(Source records)

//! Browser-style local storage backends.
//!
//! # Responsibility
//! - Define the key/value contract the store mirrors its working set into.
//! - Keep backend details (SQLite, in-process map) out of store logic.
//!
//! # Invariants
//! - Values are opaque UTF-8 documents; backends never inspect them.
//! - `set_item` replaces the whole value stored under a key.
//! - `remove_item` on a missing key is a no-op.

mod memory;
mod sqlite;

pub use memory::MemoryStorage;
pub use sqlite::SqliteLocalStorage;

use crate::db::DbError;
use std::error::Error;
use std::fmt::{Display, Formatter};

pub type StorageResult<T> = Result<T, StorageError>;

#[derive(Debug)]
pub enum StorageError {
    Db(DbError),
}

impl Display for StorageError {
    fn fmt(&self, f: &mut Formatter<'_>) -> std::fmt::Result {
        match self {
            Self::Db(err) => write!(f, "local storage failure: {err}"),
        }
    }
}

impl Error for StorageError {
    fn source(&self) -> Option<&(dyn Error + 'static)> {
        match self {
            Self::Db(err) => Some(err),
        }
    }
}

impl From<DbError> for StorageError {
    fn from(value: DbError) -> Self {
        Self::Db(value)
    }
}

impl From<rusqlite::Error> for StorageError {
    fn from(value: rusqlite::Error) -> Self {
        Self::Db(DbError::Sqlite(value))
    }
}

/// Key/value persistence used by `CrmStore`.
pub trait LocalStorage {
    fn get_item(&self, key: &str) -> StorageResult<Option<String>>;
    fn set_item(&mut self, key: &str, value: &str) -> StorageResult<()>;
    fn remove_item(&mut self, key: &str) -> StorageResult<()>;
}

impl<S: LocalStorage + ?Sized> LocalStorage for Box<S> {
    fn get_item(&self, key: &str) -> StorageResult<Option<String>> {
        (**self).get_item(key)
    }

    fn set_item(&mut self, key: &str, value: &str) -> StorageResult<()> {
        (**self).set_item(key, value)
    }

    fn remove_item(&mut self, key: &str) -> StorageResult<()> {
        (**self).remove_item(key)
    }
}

(End Source records)

• [What the task requires] Every line above with the string "Option" in it should be copied into the answer.

• [Exercise answer]
    fn source(&self) -> Option<&(dyn Error + 'static)> {
    fn get_item(&self, key: &str) -> StorageResult<Option<String>>;
    fn get_item(&self, key: &str) -> StorageResult<Option<String>> {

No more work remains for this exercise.